Por Orlando Orta

-Modelo de producción actual es insostenible, pues el número de personas afectadas por el hambre no decrece: Ana Lilia Rivera .

Coneme / Ante la crisis alimentaria generada por políticas neoliberales que apostaron a desmantelar la capacidad de producción de las naciones en desarrollo, bajo una concepción mercantilista de los alimentos, la senadora Ana Lilia Rivera Rivera, presidenta de la Comisión de Estudios Legislativos, Segunda, destacó la urgencia de contar con una Ley General de Alimentación Adecuada.

Dijo que el modelo de producción actual es insostenible y debe ser superado, porque “mientras la producción de alimentos en el mundo aumenta, el número de personas afectadas por el hambre no decrece”.

La legisladora por Morena subrayó que, en 2011, México se sumó al reducido grupo de países que reconocen explícitamente del derecho a la alimentación en sus constituciones.

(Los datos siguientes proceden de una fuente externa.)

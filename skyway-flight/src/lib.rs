pub mod features;
pub mod models;
pub mod repository;

use skyway_core::{EventPublisher, MediatorBuilder, RegistryError};
use std::sync::Arc;

pub use features::{CreateFlight, GetFlightById, GetFlights};
pub use models::{Flight, FlightDto, FlightStatus, NewFlight};
pub use repository::{FlightRepository, InMemoryFlightRepository};

/// Collaborators the flight handlers are built from.
#[derive(Clone)]
pub struct FlightDependencies {
    pub repository: Arc<dyn FlightRepository>,
    pub publisher: Arc<dyn EventPublisher>,
}

/// Register every flight request handler.
pub fn register_handlers(
    builder: &mut MediatorBuilder,
    deps: &FlightDependencies,
) -> Result<(), RegistryError> {
    builder
        .register::<CreateFlight, _>(features::CreateFlightHandler::new(
            deps.repository.clone(),
            deps.publisher.clone(),
        ))?
        .register::<GetFlightById, _>(features::GetFlightByIdHandler::new(deps.repository.clone()))?
        .register::<GetFlights, _>(features::GetFlightsHandler::new(deps.repository.clone()))?;
    Ok(())
}

#[cfg(test)]
pub(crate) mod fixtures {
    use super::*;
    use chrono::{Duration, TimeZone, Utc};
    use skyway_core::{InMemoryPublisher, Mediator};

    pub struct Harness {
        pub mediator: Mediator,
        pub repository: Arc<InMemoryFlightRepository>,
        pub publisher: Arc<InMemoryPublisher>,
    }

    impl Harness {
        pub fn new() -> Self {
            let repository = Arc::new(InMemoryFlightRepository::new());
            let publisher = Arc::new(InMemoryPublisher::new());
            let deps = FlightDependencies {
                repository: repository.clone(),
                publisher: publisher.clone(),
            };
            let mut builder = MediatorBuilder::new();
            register_handlers(&mut builder, &deps).unwrap();
            Self {
                mediator: builder.build(),
                repository,
                publisher,
            }
        }
    }

    pub fn create_flight(flight_number: &str) -> CreateFlight {
        let departure = Utc.with_ymd_and_hms(2026, 11, 2, 8, 30, 0).unwrap();
        CreateFlight {
            flight_number: Some(flight_number.to_string()),
            price: Some(420.0),
            flight_status: Some("FLYING".into()),
            flight_date: Some(departure),
            departure_date: Some(departure),
            departure_airport_id: Some(1),
            aircraft_id: Some(7),
            arrive_date: Some(departure + Duration::minutes(95)),
            arrive_airport_id: Some(2),
            duration_minutes: Some(95),
        }
    }

    #[tokio::test]
    async fn test_all_flight_requests_are_routed() {
        let harness = Harness::new();
        for name in [
            <CreateFlight as skyway_core::Request>::NAME,
            <GetFlightById as skyway_core::Request>::NAME,
            <GetFlights as skyway_core::Request>::NAME,
        ] {
            assert!(harness.mediator.is_registered(name), "{name} not registered");
        }
    }
}
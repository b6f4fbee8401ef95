use async_trait::async_trait;
use serde::Deserialize;
use skyway_core::{take, CoreError, CoreResult, Mediator, Request, RequestHandler, ValidationErrors, Validator};
use skyway_shared::auth::TokenType;
use std::sync::Arc;

use super::generate_token::GenerateToken;
use super::validate_token::ValidateToken;
use crate::models::AuthDto;
use crate::repository::AuthRepository;

#[derive(Debug, Clone, Default, Deserialize)]
#[serde(rename_all = "camelCase")]
pub struct RefreshToken {
    pub refresh_token: Option<String>,
}

impl Request for RefreshToken {
    const NAME: &'static str = "identity.refresh_token";
    type Response = AuthDto;
}

/// Rotates a refresh token: the presented one is consumed and a new pair
/// is issued. Any failure along the way surfaces as `Unauthorized`.
pub struct RefreshTokenHandler {
    tokens: Arc<dyn AuthRepository>,
    mediator: Mediator,
}

impl RefreshTokenHandler {
    pub fn new(tokens: Arc<dyn AuthRepository>, mediator: Mediator) -> Self {
        Self { tokens, mediator }
    }

    async fn rotate(&self, refresh_token: String) -> CoreResult<AuthDto> {
        let stored = self
            .mediator
            .send(ValidateToken {
                token: Some(refresh_token),
                token_type: TokenType::Refresh,
            })
            .await?;

        // A concurrent refresh may have consumed it between validate and remove.
        if !self.tokens.remove_token(stored.id).await? {
            return Err(CoreError::unauthorized("Refresh token already used"));
        }

        self.mediator
            .send(GenerateToken {
                user_id: Some(stored.user_id),
            })
            .await
    }
}

#[async_trait]
impl RequestHandler<RefreshToken> for RefreshTokenHandler {
    fn validate(&self, request: &RefreshToken) -> Result<(), ValidationErrors> {
        Validator::new()
            .required("refreshToken", &request.refresh_token)
            .finish()
    }

    async fn handle(&self, request: RefreshToken) -> CoreResult<AuthDto> {
        let refresh_token = take("refreshToken", request.refresh_token)?;

        self.rotate(refresh_token).await.map_err(|e| {
            tracing::warn!("Token refresh failed: {}", e);
            CoreError::unauthorized("Please authenticate")
        })
    }
}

No obstante, este derecho está lejos de ser una realidad tangible.

Se trata, dijo en el foro “Hacia la Ley General de Alimentación Adecuada”, de un problema multifactorial, al que se le suma la ausencia de un ordenamiento que permita fincar las bases para un cambio de sistema alimentario con enfoque de derechos.

En su oportunidad, la presidenta de la Comisión de Desarrollo y Bienestar Social, Elvia Marcela Mora Arellano, resaltó que tanto la Covid-19, como toda situación de emergencia, conllevan a situaciones económicas y sociales que profundizan la inseguridad alimentaria entre las poblaciones vulnerables, pero sobre todo en aquellas que destinan una gran parte de sus ingresos a la compra de alimentos.

Agregó que la situación del campo mexicano es grave, debido a que el modelo neoliberal privilegió la agroindustria y limitó la agricultura de pequeña escala, con lo que se acentuó la dependencia hacia los alimentos importados. Ahora, dijo, “comer saludable es más costoso”.

Asimismo, destacó que en la propuesta de ley se ponen en primer plano los derechos consagrados en la constitución, ya que, sin el acceso a una alimentación adecuada, la vida no se mantiene ni se reproduce en términos bilógicos y sociales.

El foro, agregó, permitirá el análisis de las diversas iniciativas que tienen por objeto regular el derecho a la alimentación, y que, de aprobarse el proyecto, estaremos en mejores condiciones para reducir el hambre y avanzar a su eliminación definitiva.

Juan Ángel Rivera Dommarco, director General del Instituto de Salud Pública, subrayó que la iniciativa mejorará la nutrición y salud de la población, reducirá los impactos ambientales del sistema alimentario y garantizará la realización progresiva del derecho a una alimentación adecuada para las y los mexicanos.

El representante de OPS/OMS en México, Cristian Morales, refirió que la alimentación adecuada es la base para hacer efectiva la prevención de diversas enfermedades, principalmente en la diabetes e hipertensión que son un gran riesgo para un Covid-19 grave.

Aseguró que la iniciativa apoya a la configuración de un sistema alimentario que preserva y recupera el ecosistema y que también permitirá a México mantener un liderazgo en la protección de la salud de su población como lo ha hecho con el etiquetado nutricional de alimentos y de nuevos productos de tabaco.

Además, Lina Pohl Alfaro, representante de la FAO México, dijo que la ley ofrece una definición precisa del alcance y contenido de las obligaciones del Estado y que sienta las bases jurídicas para la legislación subsidiaria.

Se trata, agregó, de una ley marco sobre el derecho a la alimentación adecuada, con una definición clara, sectores a regular, funciones y responsabilidades de actores, mecanismos de transparencia y rendición de cuentas, disposiciones presupuestarias y su monitorización.

De Unicef, Fernando Carrera Castro, explicó que la iniciativa afirma el derecho a la alimentación adecuada, al pasar de una declaración normativa a una operacional, en la que destaca el nivel de coordinación interinstitucional y las prohibiciones respecto a la niñez.

Además, Víctor Suárez Carrera, subsecretario de Autosuficiencia Alimentaria de la SADER, sostuvo que la ley tiene una perspectiva solidaria y humanitaria extrema, al contar con una serie de disposiciones que permiten garantizar la ejecución y realización del derecho a la alimentación. Al mismo tiempo resaltó que se deberá ser cuidadosos con el cabildeo en contra de la ley.